→ **Data for this task**
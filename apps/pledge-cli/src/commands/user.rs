// user.rs — `pledge user` subcommands: register, show, grant.

use clap::Subcommand;
use pledge_ledger::{ChatIdentity, GroupId};

use super::{user_for, Context};

#[derive(Subcommand)]
pub enum UserCommands {
    /// Register a member of a group (idempotent).
    Register {
        /// Chat identity of the member.
        #[arg(long)]
        id: i64,
        /// Display name.
        #[arg(long)]
        name: String,
        /// Group the member belongs to.
        #[arg(long)]
        group: i64,
    },
    /// Show a member's balance and open goals.
    Show {
        #[arg(long)]
        id: i64,
        /// Print as JSON.
        #[arg(long)]
        json: bool,
    },
    /// Credit (or, with a negative amount, debit) a member's balance.
    Grant {
        #[arg(long)]
        id: i64,
        #[arg(long, allow_hyphen_values = true)]
        amount: i64,
    },
}

pub fn execute(cmd: &UserCommands, ctx: &Context) -> anyhow::Result<()> {
    match cmd {
        UserCommands::Register { id, name, group } => {
            let user = ctx
                .engine
                .register_member(ChatIdentity(*id), name, GroupId(*group))?;
            println!(
                "Registered {} ({}) in group {}, balance {}",
                user.display_name, user.user_id, group, user.balance
            );
            Ok(())
        }
        UserCommands::Show { id, json } => {
            let user = user_for(&ctx.engine, *id)?;
            let stats = ctx.engine.user_stats(user.user_id)?;
            if *json {
                println!("{}", serde_json::to_string_pretty(&stats)?);
            } else {
                println!("User:         {}", stats.display_name);
                println!("ID:           {}", stats.user_id);
                println!("Balance:      {}", stats.balance);
                println!("Open goals:   {}", stats.active_goals);
            }
            Ok(())
        }
        UserCommands::Grant { id, amount } => {
            let user = user_for(&ctx.engine, *id)?;
            let user = ctx.engine.grant_credits(user.user_id, *amount)?;
            println!("{} now has {} credits", user.display_name, user.balance);
            Ok(())
        }
    }
}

→ **Work to be completed**
Going through the entries, return every line holding the word "stats".

→ **Result of the task**
            let stats = ctx.engine.user_stats(user.user_id)?;
                println!("{}", serde_json::to_string_pretty(&stats)?);
                println!("User:         {}", stats.display_name);
                println!("ID:           {}", stats.user_id);
                println!("Balance:      {}", stats.balance);
                println!("Open goals:   {}", stats.active_goals);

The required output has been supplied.